Пока лжемонах говорил, стояла тишина. Пришедшие жечь фабрику люди с вниманием слушали старика, похоже, что веря в его расказни. А вот Никифор, стаявший на пути людей, вставших на разбойничью дорожку, просто пребывал в шоке. Такой глупости он еще не слышал. Но более всего удивляло, что этим глупостям верят люди.
Дело в том, что Никифор считался по нынешним меркам довольно образованным человеком, он не только умел читать-писать-считать, он умел анализировать ситуацию и думать не местечковыми категориями, а сильно большими. Для бывшего стрельца было понятно, что реформа в православии направлена на то, чтобы привести все службы в порядок, упразднить разное понимание одних и тех же моментов в христианстве. Ну и очень важно было, чтобы Православие стало единым для всех православных, чтобы в Александрии и Иерусалиме молились так, как в Москве, в Третьем Риме, главном христианском городе для всех православных. Подобным гордиться нужно, а тут обвинения. Да в чем? В том, что в Кремле Лукавому поклоняются?

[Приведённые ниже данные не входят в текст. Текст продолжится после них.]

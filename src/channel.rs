//! The public, typed channel handle.

use std::marker::PhantomData;
use std::sync::Arc;

use crate::buffer::Message;
use crate::error::{CloseError, DestroyError, RecvError, SendError, TryRecvError, TrySendError};
use crate::raw::{BlockingRecvResult, BlockingSendResult, RawChannel, RecvAttempt, SendAttempt};
use crate::request::Outcome;

fn downcast<T: 'static>(msg: Message) -> T {
    *msg.downcast::<T>().expect("channel message type mismatch")
}

/// A bounded, typed channel.
///
/// Unlike `std::sync::mpsc`, there is no split sender/receiver pair: a
/// `Channel<T>` is a single cloneable handle, and any clone can send,
/// receive, or close it, the same way a channel is used in CSP-style
/// languages.
pub struct Channel<T> {
    raw: Arc<RawChannel>,
    _marker: PhantomData<fn() -> T>,
}

impl<T> Clone for Channel<T> {
    fn clone(&self) -> Self {
        Channel {
            raw: self.raw.clone(),
            _marker: PhantomData,
        }
    }
}

impl<T: Send + 'static> Channel<T> {
    /// Creates a channel that can hold up to `capacity` messages before a
    /// `send` blocks.
    pub fn bounded(capacity: usize) -> Channel<T> {
        Channel {
            raw: RawChannel::new(capacity),
            _marker: PhantomData,
        }
    }

    /// Creates an unbuffered channel: `send` only ever completes against an
    /// already-waiting `recv`, and vice versa.
    pub fn rendezvous() -> Channel<T> {
        Self::bounded(0)
    }

    pub fn capacity(&self) -> usize {
        self.raw.capacity()
    }

    pub(crate) fn raw(&self) -> &Arc<RawChannel> {
        &self.raw
    }

    /// Sends `value`, blocking until there is room (or a waiting receiver,
    /// for a rendezvous channel) or the channel is closed.
    pub fn send(&self, value: T) -> Result<(), SendError<T>> {
        let msg: Message = Box::new(value);
        match self.raw.send(msg) {
            BlockingSendResult::Done(Ok(())) => Ok(()),
            BlockingSendResult::Done(Err(msg)) => Err(SendError(downcast(msg))),
            BlockingSendResult::Pending(req, slot) => {
                let (outcome, _) = req.wait();
                req.release();
                match outcome {
                    Outcome::Success => Ok(()),
                    Outcome::Closed => {
                        let msg = slot.take_result().expect("closed send must hand its payload back");
                        Err(SendError(downcast(msg)))
                    }
                }
            }
        }
    }

    /// Receives a value, blocking until one is available or the channel is
    /// closed with nothing left to deliver.
    pub fn recv(&self) -> Result<T, RecvError> {
        match self.raw.recv() {
            BlockingRecvResult::Done(Ok(msg)) => Ok(downcast(msg)),
            BlockingRecvResult::Done(Err(())) => Err(RecvError),
            BlockingRecvResult::Pending(req, slot) => {
                let (outcome, _) = req.wait();
                req.release();
                match outcome {
                    Outcome::Success => Ok(downcast(
                        slot.take_result().expect("served recv must carry a payload"),
                    )),
                    Outcome::Closed => Err(RecvError),
                }
            }
        }
    }

    /// Sends without blocking: fails immediately if the channel is full (or,
    /// for a rendezvous channel, if no receiver is waiting right now).
    pub fn try_send(&self, value: T) -> Result<(), TrySendError<T>> {
        let msg: Message = Box::new(value);
        match self.raw.try_send(msg) {
            SendAttempt::Success => Ok(()),
            SendAttempt::Full(msg) => Err(TrySendError::Full(downcast(msg))),
            SendAttempt::Closed(msg) => Err(TrySendError::Closed(downcast(msg))),
        }
    }

    /// Receives without blocking: fails immediately if nothing is available.
    pub fn try_recv(&self) -> Result<T, TryRecvError> {
        match self.raw.try_recv() {
            RecvAttempt::Success(msg) => Ok(downcast(msg)),
            RecvAttempt::Empty => Err(TryRecvError::Empty),
            RecvAttempt::Closed => Err(TryRecvError::Closed),
        }
    }

    /// Closes the channel. Every thread currently parked on it (sender or
    /// receiver) is woken with an error; buffered messages are left in
    /// place, but later `recv`s still report closed rather than draining
    /// them.
    pub fn close(&self) -> Result<(), CloseError> {
        self.raw.close().map_err(|()| CloseError)
    }

    /// Releases this handle's hold on the channel, failing if the channel
    /// was never closed. The underlying state is reclaimed by `Drop`
    /// regardless; this exists for parity with callers that want to assert
    /// the channel was properly wound down before dropping it.
    pub fn destroy(self) -> Result<(), DestroyError> {
        self.raw.check_destroyable().map_err(|()| DestroyError)
    }
}
//! The channel's message ring buffer.
//!
//! Every access happens with the owning channel's lock already held.

use std::collections::VecDeque;

/// Opaque, type-erased message handle. The typed `Channel<T>` boxes values of
/// `T` into this before they ever reach the buffer or the wait queues, and
/// downcasts them back out on the way to a caller.
pub(crate) type Message = Box<dyn std::any::Any + Send>;

/// A bounded FIFO of opaque message slots.
pub(crate) struct RingBuffer {
    capacity: usize,
    slots: VecDeque<Message>,
}

impl RingBuffer {
    pub(crate) fn with_capacity(capacity: usize) -> RingBuffer {
        RingBuffer {
            capacity,
            slots: VecDeque::with_capacity(capacity),
        }
    }

    pub(crate) fn capacity(&self) -> usize {
        self.capacity
    }

    pub(crate) fn len(&self) -> usize {
        self.slots.len()
    }

    pub(crate) fn is_full(&self) -> bool {
        self.slots.len() == self.capacity
    }

    pub(crate) fn is_empty(&self) -> bool {
        self.slots.is_empty()
    }

    /// Inserts at the tail. Caller must have checked `!is_full()`.
    pub(crate) fn push(&mut self, value: Message) {
        debug_assert!(!self.is_full(), "push on a full ring buffer");
        self.slots.push_back(value);
    }

    /// Removes from the head. Caller must have checked `!is_empty()`.
    pub(crate) fn pop(&mut self) -> Message {
        self.slots
            .pop_front()
            .expect("pop on an empty ring buffer")
    }
}

#[cfg(test)]
mod tests {
    use super::RingBuffer;

    #[test]
    fn respects_capacity() {
        let mut buf = RingBuffer::with_capacity(2);
        assert!(buf.is_empty());
        buf.push(Box::new(1u8));
        buf.push(Box::new(2u8));
        assert!(buf.is_full());
    }

    #[test]
    fn fifo_order() {
        let mut buf = RingBuffer::with_capacity(3);
        buf.push(Box::new(1u8));
        buf.push(Box::new(2u8));
        buf.push(Box::new(3u8));
        assert_eq!(*buf.pop().downcast::<u8>().unwrap(), 1);
        assert_eq!(*buf.pop().downcast::<u8>().unwrap(), 2);
        assert_eq!(*buf.pop().downcast::<u8>().unwrap(), 3);
        assert!(buf.is_empty());
    }

    #[test]
    fn zero_capacity_is_always_full_and_empty() {
        let buf = RingBuffer::with_capacity(0);
        assert!(buf.is_full());
        assert!(buf.is_empty());
    }
}
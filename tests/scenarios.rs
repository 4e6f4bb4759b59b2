//! Multi-threaded integration tests for the end-to-end scenarios described
//! for the channel + select runtime.

use std::sync::{Arc, Barrier};
use std::thread;
use std::time::Duration;

use millrace::{select, Channel, SelectCase, TrySendError};

fn init_logging() {
    let _ = env_logger::builder().is_test(true).try_init();
}

/// S1: buffered pass-through, no blocking involved.
#[test]
fn s1_buffered_pass_through() {
    init_logging();
    let c = Channel::bounded(2);
    assert_eq!(c.send('A'), Ok(()));
    assert_eq!(c.send('B'), Ok(()));
    assert_eq!(c.recv(), Ok('A'));
    assert_eq!(c.recv(), Ok('B'));
    assert_eq!(c.close(), Ok(()));
    assert_eq!(c.destroy(), Ok(()));
}

/// S2: a full channel blocks a second sender until the first message is
/// drained; the parked sender then completes and its value is observable.
#[test]
fn s2_blocking_full_unblocks_on_drain() {
    init_logging();
    let c = Channel::bounded(1);
    assert_eq!(c.try_send(1), Ok(()));
    assert!(matches!(c.try_send(2), Err(TrySendError::Full(2))));

    let barrier = Arc::new(Barrier::new(2));
    let sender = {
        let c = c.clone();
        let barrier = barrier.clone();
        thread::spawn(move || {
            barrier.wait();
            c.send(2)
        })
    };

    barrier.wait();
    thread::sleep(Duration::from_millis(20));
    assert_eq!(c.recv(), Ok(1));
    assert_eq!(sender.join().unwrap(), Ok(()));
    assert_eq!(c.recv(), Ok(2));
}

/// S3: closing a channel wakes every parked sender with a `Closed` error; a
/// later receive still reports `Closed` even though the buffer holds data
/// that was never drained by `close` itself.
#[test]
fn s3_close_unblocks_parked_senders() {
    init_logging();
    let c = Channel::bounded(1);
    assert_eq!(c.try_send('x'), Ok(()));

    let barrier = Arc::new(Barrier::new(3));
    let spawn_blocked_send = |value: char| {
        let c = c.clone();
        let barrier = barrier.clone();
        thread::spawn(move || {
            barrier.wait();
            c.send(value)
        })
    };
    let t1 = spawn_blocked_send('y');
    let t2 = spawn_blocked_send('z');

    barrier.wait();
    thread::sleep(Duration::from_millis(20));
    assert_eq!(c.close(), Ok(()));

    let r1 = t1.join().unwrap();
    let r2 = t2.join().unwrap();
    assert!(r1.is_err() && r2.is_err());

    assert!(c.recv().is_err());
}

/// S4: select picks whichever candidate is already feasible, without ever
/// parking.
#[test]
fn s4_select_picks_first_feasible() {
    init_logging();
    let a: Channel<i32> = Channel::bounded(1);
    let b: Channel<i32> = Channel::bounded(1);
    assert_eq!(b.try_send(42), Ok(()));

    let mut cases = [SelectCase::recv(&a), SelectCase::recv(&b)];
    let winner = select(&mut cases).unwrap();
    assert_eq!(winner, 1);

    let [case_a, case_b] = cases;
    assert_eq!(case_a.into_recv::<i32>(), None);
    assert_eq!(case_b.into_recv::<i32>(), Some(42));
}

/// S5: a select that has to park on a rendezvous send is woken once a
/// receiver shows up on that channel.
#[test]
fn s5_select_blocks_then_wakes() {
    init_logging();
    let a: Channel<i32> = Channel::rendezvous();
    let b: Channel<i32> = Channel::bounded(1);

    let barrier = Arc::new(Barrier::new(2));
    let handle = {
        let a = a.clone();
        let b = b.clone();
        let barrier = barrier.clone();
        thread::spawn(move || {
            barrier.wait();
            let mut cases = [SelectCase::send(&a, 7), SelectCase::recv(&b)];
            let winner = select(&mut cases).unwrap();
            (winner, cases)
        })
    };

    barrier.wait();
    thread::sleep(Duration::from_millis(20));
    assert_eq!(a.recv(), Ok(7));

    let (winner, _cases) = handle.join().unwrap();
    assert_eq!(winner, 0);
}

/// S6: a select parked on two already-full channels surfaces `Closed` as
/// soon as either one closes.
#[test]
fn s6_select_surfaces_close() {
    init_logging();
    let a: Channel<i32> = Channel::bounded(1);
    let b: Channel<i32> = Channel::bounded(1);
    assert_eq!(a.try_send(1), Ok(()));
    assert_eq!(b.try_send(2), Ok(()));

    let barrier = Arc::new(Barrier::new(2));
    let handle = {
        let a = a.clone();
        let b = b.clone();
        let barrier = barrier.clone();
        thread::spawn(move || {
            barrier.wait();
            let mut cases = [SelectCase::send(&a, 99), SelectCase::send(&b, 100)];
            select(&mut cases)
        })
    };

    barrier.wait();
    thread::sleep(Duration::from_millis(20));
    assert_eq!(b.close(), Ok(()));

    let result = handle.join().unwrap();
    assert_eq!(result, Err(millrace::SelectError(1)));
}

/// Orphan detection: a select parked on two channels is woken with `Closed`
/// once both channels it's registered on have closed, even though neither
/// close happened while the select call itself was running.
#[test]
fn orphan_detection_wakes_waiter() {
    init_logging();
    let a: Channel<i32> = Channel::bounded(1);
    let b: Channel<i32> = Channel::bounded(1);
    assert_eq!(a.try_send(1), Ok(()));
    assert_eq!(b.try_send(2), Ok(()));

    let barrier = Arc::new(Barrier::new(2));
    let handle = {
        let a = a.clone();
        let b = b.clone();
        let barrier = barrier.clone();
        thread::spawn(move || {
            barrier.wait();
            let mut cases = [SelectCase::send(&a, 1), SelectCase::send(&b, 2)];
            select(&mut cases)
        })
    };

    barrier.wait();
    thread::sleep(Duration::from_millis(20));
    assert_eq!(a.close(), Ok(()));
    assert_eq!(b.close(), Ok(()));

    assert!(handle.join().unwrap().is_err());
}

— Я не оставлю хулу на церковь нашу православную, признанную всем миром христианским. Ты не меня обидел, старец, ты веру в Господа Бога презрел! — сказал Никифор и выступил вперед, перехватив пистоль в правую руку.

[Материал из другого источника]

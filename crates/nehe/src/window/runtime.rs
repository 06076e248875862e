use std::sync::Arc;

use anyhow::Context as _;
use winit::application::ApplicationHandler;
use winit::dpi::LogicalSize;
use winit::event::{ElementState, WindowEvent};
use winit::event_loop::{ActiveEventLoop, ControlFlow, EventLoop};
use winit::keyboard::{KeyCode, PhysicalKey};
use winit::window::{Fullscreen, Window, WindowId};

use crate::core::{AppConfig, AppImplementation};
use crate::coords::Size;
use crate::device::gpu::{GpuInit, WgpuBackend};
use crate::error::{NeHeError, Result};
use crate::input::Key;

use super::events::{AppEvent, WindowControl};
use super::runner::{AppRunner, RunState};

/// Entry point for lesson binaries.
///
/// Owns the winit event loop and one window; everything between event
/// translation and presentation is delegated to [`AppRunner`].
pub struct Runtime;

impl Runtime {
    /// Runs `A` with the default GPU settings until the user quits.
    pub fn run<A>(config: AppConfig) -> anyhow::Result<()>
    where
        A: AppImplementation<WgpuBackend> + Default + 'static,
    {
        Self::run_with(config, GpuInit::default(), A::default())
    }

    pub fn run_with<A>(config: AppConfig, gpu_init: GpuInit, app: A) -> anyhow::Result<()>
    where
        A: AppImplementation<WgpuBackend> + 'static,
    {
        let event_loop = EventLoop::new().context("failed to create winit EventLoop")?;
        let mut shell = Shell::new(config, gpu_init, app);

        event_loop
            .run_app(&mut shell)
            .context("winit event loop terminated with error")?;

        match shell.error.take() {
            Some(err) => Err(err.into()),
            None => Ok(()),
        }
    }
}

struct WindowHandle<'w>(&'w Window);

impl WindowControl for WindowHandle<'_> {
    fn set_fullscreen(&mut self, fullscreen: bool) {
        log::debug!("fullscreen {}", if fullscreen { "on" } else { "off" });
        self.0.set_fullscreen(fullscreen.then_some(Fullscreen::Borderless(None)));
    }
}

struct Shell<A>
where
    A: AppImplementation<WgpuBackend> + 'static,
{
    config: AppConfig,
    gpu_init: GpuInit,
    /// Moved into the runner once the window exists.
    app: Option<A>,

    runner: Option<AppRunner<WgpuBackend, A>>,
    window: Option<Arc<Window>>,

    pending: Vec<AppEvent>,
    fullscreen: bool,
    error: Option<NeHeError>,
}

impl<A> Shell<A>
where
    A: AppImplementation<WgpuBackend> + 'static,
{
    fn new(config: AppConfig, gpu_init: GpuInit, app: A) -> Self {
        Self {
            config,
            gpu_init,
            app: Some(app),
            runner: None,
            window: None,
            pending: Vec::new(),
            fullscreen: false,
            error: None,
        }
    }

    fn state(&self) -> RunState {
        match &self.runner {
            Some(runner) => runner.state(),
            None if self.app.is_some() => RunState::Uninitialized,
            None => RunState::Terminated,
        }
    }

    fn start(&mut self, event_loop: &ActiveEventLoop) -> Result<()> {
        let Some(app) = self.app.take() else {
            return Ok(());
        };

        let attrs = Window::default_attributes()
            .with_title(self.config.title.clone())
            .with_inner_size(LogicalSize::new(self.config.width, self.config.height));
        let window = event_loop
            .create_window(attrs)
            .map_err(|e| NeHeError::backend("create_window", e))?;
        let window = Arc::new(window);

        let backend = pollster::block_on(WgpuBackend::new(window.clone(), self.gpu_init.clone()))?;
        let pixel_size: Size<u32> = window.inner_size().into();

        self.fullscreen = window.fullscreen().is_some();
        self.window = Some(window);
        self.runner = Some(AppRunner::start(&self.config, backend, pixel_size, app)?);
        Ok(())
    }

    /// Tears down the runner (lesson, context, device) before the window.
    fn teardown(&mut self) {
        if let Some(mut runner) = self.runner.take() {
            runner.shutdown();
        }
        self.window = None;
    }

    fn fail(&mut self, event_loop: &ActiveEventLoop, err: NeHeError) {
        // `run_with` returns it to the caller, which reports it.
        log::debug!("shutting down after error: {err}");
        self.error = Some(err);
        self.teardown();
        event_loop.exit();
    }

    fn track_fullscreen(&mut self) {
        let Some(window) = &self.window else { return };
        let current = window.fullscreen().is_some();
        if let Some(event) = fullscreen_transition(&mut self.fullscreen, current) {
            self.pending.push(event);
        }
    }
}

impl<A> ApplicationHandler for Shell<A>
where
    A: AppImplementation<WgpuBackend> + 'static,
{
    fn resumed(&mut self, event_loop: &ActiveEventLoop) {
        if self.state() != RunState::Uninitialized {
            return;
        }

        if let Err(err) = self.start(event_loop) {
            self.fail(event_loop, err);
        }
    }

    fn window_event(&mut self, _event_loop: &ActiveEventLoop, _window_id: WindowId, event: WindowEvent) {
        match event {
            WindowEvent::CloseRequested => self.pending.push(AppEvent::Quit),

            WindowEvent::Resized(size) => {
                self.pending.push(AppEvent::PixelSizeChanged(Size::from(size).to_i32()));
            }

            WindowEvent::KeyboardInput { event, .. } => self.pending.push(AppEvent::Key {
                key: map_key(event.physical_key),
                down: event.state == ElementState::Pressed,
                repeat: event.repeat,
            }),

            _ => {}
        }
    }

    fn about_to_wait(&mut self, event_loop: &ActiveEventLoop) {
        // Fullscreen toggles do not always resize the window.
        self.track_fullscreen();

        let Some(window) = self.window.clone() else { return };
        let Some(runner) = self.runner.as_mut() else { return };

        event_loop.set_control_flow(ControlFlow::Poll);

        let events = std::mem::take(&mut self.pending);
        match runner.iterate(events, &mut WindowHandle(&window)) {
            Ok(RunState::Running) => {}
            Ok(_) => {
                self.teardown();
                event_loop.exit();
            }
            Err(err) => self.fail(event_loop, err),
        }
    }

    fn exiting(&mut self, _event_loop: &ActiveEventLoop) {
        self.teardown();
    }
}

/// Event for a change between the `tracked` and `current` fullscreen state.
fn fullscreen_transition(tracked: &mut bool, current: bool) -> Option<AppEvent> {
    if *tracked == current {
        return None;
    }
    *tracked = current;
    Some(if current {
        AppEvent::FullscreenEntered
    } else {
        AppEvent::FullscreenLeft
    })
}

fn map_key(pk: PhysicalKey) -> Key {
    let PhysicalKey::Code(code) = pk else {
        // NativeKeyCode is not a u32 in winit 0.30.
        return Key::Unknown(0);
    };

    match code {
        KeyCode::Escape => Key::Escape,
        KeyCode::Enter => Key::Enter,
        KeyCode::Tab => Key::Tab,
        KeyCode::Backspace => Key::Backspace,
        KeyCode::Space => Key::Space,

        KeyCode::Home => Key::Home,
        KeyCode::End => Key::End,
        KeyCode::PageUp => Key::PageUp,
        KeyCode::PageDown => Key::PageDown,

        KeyCode::ArrowUp => Key::ArrowUp,
        KeyCode::ArrowDown => Key::ArrowDown,
        KeyCode::ArrowLeft => Key::ArrowLeft,
        KeyCode::ArrowRight => Key::ArrowRight,

        KeyCode::KeyA => Key::A,
        KeyCode::KeyB => Key::B,
        KeyCode::KeyC => Key::C,
        KeyCode::KeyD => Key::D,
        KeyCode::KeyE => Key::E,
        KeyCode::KeyF => Key::F,
        KeyCode::KeyG => Key::G,
        KeyCode::KeyH => Key::H,
        KeyCode::KeyI => Key::I,
        KeyCode::KeyJ => Key::J,
        KeyCode::KeyK => Key::K,
        KeyCode::KeyL => Key::L,
        KeyCode::KeyM => Key::M,
        KeyCode::KeyN => Key::N,
        KeyCode::KeyO => Key::O,
        KeyCode::KeyP => Key::P,
        KeyCode::KeyQ => Key::Q,
        KeyCode::KeyR => Key::R,
        KeyCode::KeyS => Key::S,
        KeyCode::KeyT => Key::T,
        KeyCode::KeyU => Key::U,
        KeyCode::KeyV => Key::V,
        KeyCode::KeyW => Key::W,
        KeyCode::KeyX => Key::X,
        KeyCode::KeyY => Key::Y,
        KeyCode::KeyZ => Key::Z,

        KeyCode::Digit0 => Key::Digit0,
        KeyCode::Digit1 => Key::Digit1,
        KeyCode::Digit2 => Key::Digit2,
        KeyCode::Digit3 => Key::Digit3,
        KeyCode::Digit4 => Key::Digit4,
        KeyCode::Digit5 => Key::Digit5,
        KeyCode::Digit6 => Key::Digit6,
        KeyCode::Digit7 => Key::Digit7,
        KeyCode::Digit8 => Key::Digit8,
        KeyCode::Digit9 => Key::Digit9,

        KeyCode::F1 => Key::F1,
        KeyCode::F2 => Key::F2,
        KeyCode::F3 => Key::F3,
        KeyCode::F4 => Key::F4,
        KeyCode::F5 => Key::F5,
        KeyCode::F6 => Key::F6,
        KeyCode::F7 => Key::F7,
        KeyCode::F8 => Key::F8,
        KeyCode::F9 => Key::F9,
        KeyCode::F10 => Key::F10,
        KeyCode::F11 => Key::F11,
        KeyCode::F12 => Key::F12,

        other => Key::Unknown(other as u32),
    }
}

— Хех, — Млад, используя то, что Никифор отвлёкся на старца, всадил нож в живот своему бывшему командиру. — Хех! Хех! А-а-а!

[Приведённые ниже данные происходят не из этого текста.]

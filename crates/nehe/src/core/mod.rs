//! Core contracts between the runner and lessons.
//!
//! A lesson implements [`AppImplementation`] and describes its window with an
//! [`AppConfig`]; the runner owns everything else.

mod app;
mod config;

pub use app::AppImplementation;
pub use config::AppConfig;
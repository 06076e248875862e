/// High-level response after a surface error.
#[derive(Debug, Copy, Clone, Eq, PartialEq)]
pub(crate) enum SurfaceErrorAction {
    /// Surface must be reconfigured; rendering may resume next frame.
    Reconfigure,
    /// Transient error; skip the current frame.
    SkipFrame,
    /// Fatal error (commonly OOM).
    Fatal,
}

pub(crate) fn choose_surface_format(
    caps: &wgpu::SurfaceCapabilities,
    prefer_srgb: bool,
) -> Option<wgpu::TextureFormat> {
    let first = caps.formats.first().copied()?;

    let preferred = caps.formats.iter().copied().find(|f| f.is_srgb() == prefer_srgb);
    Some(preferred.unwrap_or(first))
}

pub(crate) fn choose_alpha_mode(
    caps: &wgpu::SurfaceCapabilities,
    requested: Option<wgpu::CompositeAlphaMode>,
) -> wgpu::CompositeAlphaMode {
    requested
        .filter(|m| caps.alpha_modes.contains(m))
        .or_else(|| caps.alpha_modes.first().copied())
        .unwrap_or(wgpu::CompositeAlphaMode::Auto)
}

pub(crate) fn surface_error_action(err: &wgpu::SurfaceError) -> SurfaceErrorAction {
    match err {
        wgpu::SurfaceError::Lost | wgpu::SurfaceError::Outdated => SurfaceErrorAction::Reconfigure,
        wgpu::SurfaceError::OutOfMemory => SurfaceErrorAction::Fatal,
        wgpu::SurfaceError::Timeout | wgpu::SurfaceError::Other => SurfaceErrorAction::SkipFrame,
    }
}

#[cfg(test)]
mod tests {
    use super::*;

    fn caps(formats: Vec<wgpu::TextureFormat>, alpha_modes: Vec<wgpu::CompositeAlphaMode>) -> wgpu::SurfaceCapabilities {
        wgpu::SurfaceCapabilities {
            formats,
            alpha_modes,
            ..Default::default()
        }
    }

    #[test]
    fn linear_format_is_preferred_unless_srgb_requested() {
        let c = caps(
            vec![wgpu::TextureFormat::Bgra8UnormSrgb, wgpu::TextureFormat::Bgra8Unorm],
            vec![],
        );
        assert_eq!(choose_surface_format(&c, false), Some(wgpu::TextureFormat::Bgra8Unorm));
        assert_eq!(choose_surface_format(&c, true), Some(wgpu::TextureFormat::Bgra8UnormSrgb));
    }

    #[test]
    fn falls_back_to_first_format() {
        let c = caps(vec![wgpu::TextureFormat::Rgba8UnormSrgb], vec![]);
        assert_eq!(choose_surface_format(&c, false), Some(wgpu::TextureFormat::Rgba8UnormSrgb));
        assert_eq!(choose_surface_format(&caps(vec![], vec![]), false), None);
    }

    #[test]
    fn unsupported_alpha_mode_is_replaced() {
        let c = caps(vec![], vec![wgpu::CompositeAlphaMode::Opaque]);
        assert_eq!(
            choose_alpha_mode(&c, Some(wgpu::CompositeAlphaMode::PreMultiplied)),
            wgpu::CompositeAlphaMode::Opaque
        );
        assert_eq!(choose_alpha_mode(&caps(vec![], vec![]), None), wgpu::CompositeAlphaMode::Auto);
    }

    #[test]
    fn only_out_of_memory_is_fatal() {
        assert_eq!(surface_error_action(&wgpu::SurfaceError::Lost), SurfaceErrorAction::Reconfigure);
        assert_eq!(surface_error_action(&wgpu::SurfaceError::Outdated), SurfaceErrorAction::Reconfigure);
        assert_eq!(surface_error_action(&wgpu::SurfaceError::Timeout), SurfaceErrorAction::SkipFrame);
        assert_eq!(surface_error_action(&wgpu::SurfaceError::OutOfMemory), SurfaceErrorAction::Fatal);
    }
}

Вновь и вновь Млад протыкал человеческую плоть своим ножом. Он впал в безумство, не мог остановится. И не было никого, кто бы остановил его.
— Да простятся прегрешения наши, ибо за веру стоим! — иступлено кричал старец, так же впадая в безумство.
Отец Иоанн был настоятелем храма под Серпуховым. Все было хорошо, даже лучше не придумать. Дом — полная чаша, уважение со стороны прихожан, матушка-жена, которую любил священник, все было. Правда Бог все не давал много деток, почти все умирали. Потому единственный сын, выросший здоровым и сильным был любимым без меры.
Сын священника пошел не по стопам отца, не принял сан, несмотря на то, что Иоанн нанимал для наследника учителя, ибо сам священник не умел читать или писать. И вот умница сын погибает в какой-то бессмысленной, по мнению отца Иоанна, схватке с горцами далеко от дома. Это был первый удар по мужчине, ставшего как-то иначе смотреть на веру в Бога.
А потом церковная реформа докатилась и до прихода отца Иоанна. Прибывшие священники из Академии проверили, как Иоанн проводит службы и признали, что это никуда не годится. Ладно все молитвы заучены наизусть, так многие неправильно, даже с добавлениями самого Иоанна. Более того, учет в приходе не ведется никакой, не понять вообще сколько тут проживает людей, потому что даже записей о крещении нет. Обнаружен и еще ряд нарушений. Это был второй удар по мужчине.
Но решение было — учеба. Таких, как Иоанн насчитывалось по Руси немало и постепенно, но их учили на специальных курсах. Учили и слову Божиему и тому, как вести учет населения и куда подавать данные по численности людей. А, чтобы православные не оставались без пастыря, выпускники Академии временно замещали в приходах таких священников. Вот и отец Иоанн отправился учиться. Два года он провел в Академии замест одного лета. Ну не давались ему науки, а заучивать молитвы сызнова сложно.
Вернулся домой… Очередной удар — жена преставилась.
Вот и пошел старец Иан, так он себя стал называть, по Руси, да не переставал сеять смуту. Старец и сам верил в то, что это его Господь покарал за то, что он пристрастился к бесовской вере, которая нынче в Московском Патриархате.
— Ждете чего? Лишь в огне избавление изыщите. Жгите бесовские макины, что людей губят. Они от Лукавого, да не будет его имя упомянуто, — продолжал кричать старец Иан.
В это время вновь ставшая вдовой, Марьяна рыдала и впадала в истерику. Ее сын, Матвей Авсеевич, тот самый барон, а так же невестка, дочь дворянина Ипатия Старосельского, отъезжали все дальше от фабрики. Невестка, Настасья была на сносях и того и гляди прямо здесь родит.
Еще недавно Матвей Авсеевич хотел биться за свое имущество. Тут было три фабрики, тут же лучшие макины, да и трудилось более ста человек, которые получали немалые, даже по меркам Москвы, деньги за свой труд. Охрана у фабрик была и даже оставался шанс на то, что получилось бы отбиться, тем более, что к фабрикам, как только узнали люди, что их предприятия собираются жечь, начинал стекаться народ. Людей, готовых стать грудью за то, что давало им достойную жизнь становилось сперва все больше и концентрировались они на окраине, вне поля зрения поджигателей.